President Reagan, lobbying for $100 million in aid to the rebels fighting the Sandinista government of Nicaragua, said yesterday he had received fresh evidence that Sandinista security agents have dressed as counterrevolutionary "freedom fighters" to "murder and mutilate" Nicaraguan civilians.
Reagan used his regular Saturday radio address for the second straight week to build a case for contra aid. He spoke from Camp David, where he also was putting the finishing touches on tonight's nationally televised address aimed at stirring up enough public support to persuade the House this week to approve $70 million in military aid and $30 million in nonlethal assistance for the contras.

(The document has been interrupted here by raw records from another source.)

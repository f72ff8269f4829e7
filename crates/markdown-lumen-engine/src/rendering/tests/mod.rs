//! Fixture tests for the rendering pipeline.
//!
//! Each fixture is a `.md` document next to the `.html` it must render to.


use pretty_assertions::assert_eq;

use crate::rendering::{RenderOptions, render, render_with, transform};

// Fixture-based tests

#[test]
fn fixture_basic_blocks() {
    assert_fixture("basic_blocks");
}

#[test]
fn fixture_code_fence() {
    assert_fixture("code_fence");
}

#[test]
fn fixture_unsupported_diagram() {
    assert_fixture("unsupported_diagram");
}

#[test]
fn fixture_mixed_lists() {
    assert_fixture("mixed_lists");
}

fn assert_fixture(name: &str) {
    let fixtures_dir = format!("{}/src/rendering/tests/fixtures", env!("CARGO_MANIFEST_DIR"));
    let md = std::fs::read_to_string(format!("{fixtures_dir}/{name}.md")).unwrap();
    let expected = std::fs::read_to_string(format!("{fixtures_dir}/{name}.html")).unwrap();

    let html = render(&md);
    invariants::check(&md, &html);

    assert_eq!(html, expected.trim_end_matches('\n'));
}

// Pipeline tests

#[test]
fn crlf_input_renders_like_lf() {
    assert_eq!(
        render("# Title\r\n\r\nBody\r\n"),
        render("# Title\n\nBody\n")
    );
}

#[test]
fn placeholder_marks_in_input_are_dropped() {
    let html = render("a\u{1A}diagram:0\u{1A}b");
    assert_eq!(html, "<p>adiagram:0b</p>");
}

#[test]
fn diagram_inside_paragraph_is_still_restored() {
    let html = render("text before\n```mermaid\npie\n```");
    invariants::check("", &html);
    assert!(html.starts_with("<p>text before\n<div class=\"diagram diagram-unsupported\""));
    assert!(html.ends_with("</div></p>"));
}

#[test]
fn diagram_body_is_not_touched_by_stages() {
    let html = render("```mermaid\nflowchart\nA[**Start**] --> B[# End]\n```");
    assert!(html.contains("**Start**"));
    assert!(!html.contains("<strong>"));
    assert!(!html.contains("<h1>"));
}

#[test]
fn transform_runs_stages_in_order() {
    // Headings run before lists, so a heading line never becomes a list item.
    assert_eq!(transform("# - a"), "<h1>- a</h1>");
    assert_eq!(transform("- **a**"), "<ul>\n<li><strong>a</strong></li>\n</ul>");
}

#[test]
fn escaping_is_off_by_default() {
    assert_eq!(render("<b>hi</b>"), "<p><b>hi</b></p>");
}

#[test]
fn escaping_neutralizes_author_markup() {
    let options = RenderOptions {
        escape_html: true,
        ..RenderOptions::default()
    };
    let html = render_with("<script>alert(1)</script> **ok**", &options);
    assert_eq!(
        html,
        "<p>&lt;script&gt;alert(1)&lt;/script&gt; <strong>ok</strong></p>"
    );
}
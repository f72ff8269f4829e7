pub mod diagram;
pub mod rendering;

// Re-export key types for easier usage
pub use diagram::{DiagramKind, extract, extract_diagrams};
pub use rendering::{RenderOptions, render, render_with};
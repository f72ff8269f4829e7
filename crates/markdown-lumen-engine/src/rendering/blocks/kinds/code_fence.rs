use std::sync::OnceLock;

use regex::{Captures, Regex};

/// Ordinary fenced code blocks.
///
/// Diagram fences never reach this stage; they are replaced during
/// extraction. The body runs to the next fence, so an unterminated fence
/// stays literal text.
pub struct CodeFence;

impl CodeFence {
    fn re() -> &'static Regex {
        static RE: OnceLock<Regex> = OnceLock::new();
        RE.get_or_init(|| {
            Regex::new(r"(?s)```[ \t]*([A-Za-z0-9_+#.-]*)[^\n`]*\n(.*?)```")
                .expect("Invalid code fence regex")
        })
    }

    /// Rewrites every fence as `<pre><code>..</code></pre>`, tagging the
    /// language from the info string when there is one.
    pub fn apply(text: &str) -> String {
        Self::re()
            .replace_all(text, |caps: &Captures<'_>| {
                let body = caps[2].strip_suffix('\n').unwrap_or(&caps[2]);
                match &caps[1] {
                    "" => format!("<pre><code>{body}</code></pre>"),
                    lang => format!("<pre><code class=\"language-{lang}\">{body}</code></pre>"),
                }
            })
            .into_owned()
    }
}
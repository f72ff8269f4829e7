use std::sync::OnceLock;

use regex::Regex;

/// Paragraph block type.
///
/// Paragraphs are the default block: any blank-line separated segment that
/// does not already start with block-level markup.
pub struct Paragraph;

impl Paragraph {
    pub const OPEN: &'static str = "<p>";
    pub const CLOSE: &'static str = "</p>";

    fn boundary_re() -> &'static Regex {
        static RE: OnceLock<Regex> = OnceLock::new();
        RE.get_or_init(|| Regex::new(r"\n[ \t]*\n").expect("Invalid paragraph boundary regex"))
    }

    /// Splits on blank lines, yielding trimmed non-empty segments in order.
    pub fn segments(text: &str) -> impl Iterator<Item = &str> {
        Self::boundary_re()
            .split(text)
            .map(str::trim)
            .filter(|s| !s.is_empty())
    }

    pub fn wrap(markup: &str) -> String {
        format!("{}{markup}{}", Self::OPEN, Self::CLOSE)
    }
}

#[cfg(test)]
mod tests {
    use super::*;

    #[test]
    fn splits_on_blank_lines() {
        let segs: Vec<_> = Paragraph::segments("Line one\n\nLine two").collect();
        assert_eq!(segs, vec!["Line one", "Line two"]);
    }

    #[test]
    fn whitespace_only_lines_are_blank() {
        let segs: Vec<_> = Paragraph::segments("a\n  \t\nb\n\n\n\nc").collect();
        assert_eq!(segs, vec!["a", "b", "c"]);
    }

    #[test]
    fn single_newline_stays_in_segment() {
        let segs: Vec<_> = Paragraph::segments("a\nb").collect();
        assert_eq!(segs, vec!["a\nb"]);
    }

    #[test]
    fn empty_text_has_no_segments() {
        assert_eq!(Paragraph::segments("").count(), 0);
        assert_eq!(Paragraph::segments("\n\n \n").count(), 0);
    }
}
/// Strong emphasis, `**text**`.
pub struct Strong;

impl Strong {
    pub const DELIM: &'static [u8; 2] = b"**";
}

/// Emphasis, `*text*`. A star touching another star is not a delimiter.
pub struct Emphasis;

impl Emphasis {
    pub const STAR: u8 = b'*';
}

United Press International said a poll of House and Senate members indicated the president's request faces an uphill fight in both chambers unless he will compromise.
White House officials said yesterday that Reagan does not intend to mention any such compromise in tonight's address but might change his stance if he loses the crucial vote in the House this week.
"To move as far as we have on an issue as contentious as this is rather remarkable," said Dennis Thomas, deputy to White House chief of staff Donald T. Regan, asserting that the president is picking up votes.
White House and congressional vote counters agreed that Reagan is about 15 votes short in the Democratic-controlled House. Reagan is expected to engage in intensive personal lobbying of House members from Tuesday until the vote.
Reagan said in his radio address that he had sent special U.S. envoys on 49 trips to Central America, but "have yet to see any concrete results. The time has come to give the freedom fighters what they need for their struggle . . . . "
In an apparent response to charges by human rights groups that the contras have mutilated and killed civilians, Reagan said he had received "new intelligence" that "Tomas Borge, the communist interior minister, is engaging in a brutal campaign to bring the freedom fighters into discredit. You see, Borge's communist operatives dress in freedom fighter uniforms, go into the countryside and murder and mutiliate ordinary Nicaraguans."
Rep. Thomas S. Foley (D-Wash.), delivering the Democratic response to the radio address, said: "Incredibly, we may be walking into the quicksand with our eyes wide open" by fueling the war in Nicaragua rather than pressing harder for a negotiated settlement. "The president of the United States is the one person who can breathe new life into the process," Foley said.
Foley said that if the United States provided military aid to the contras, the next steps could well be U.S. advisers in the field and then "American combat forces themselves" in Nicaragua because the U.S. intelligence community agrees that "only U.S. forces could truly resolve the conflict in Nicaragua on a military basis."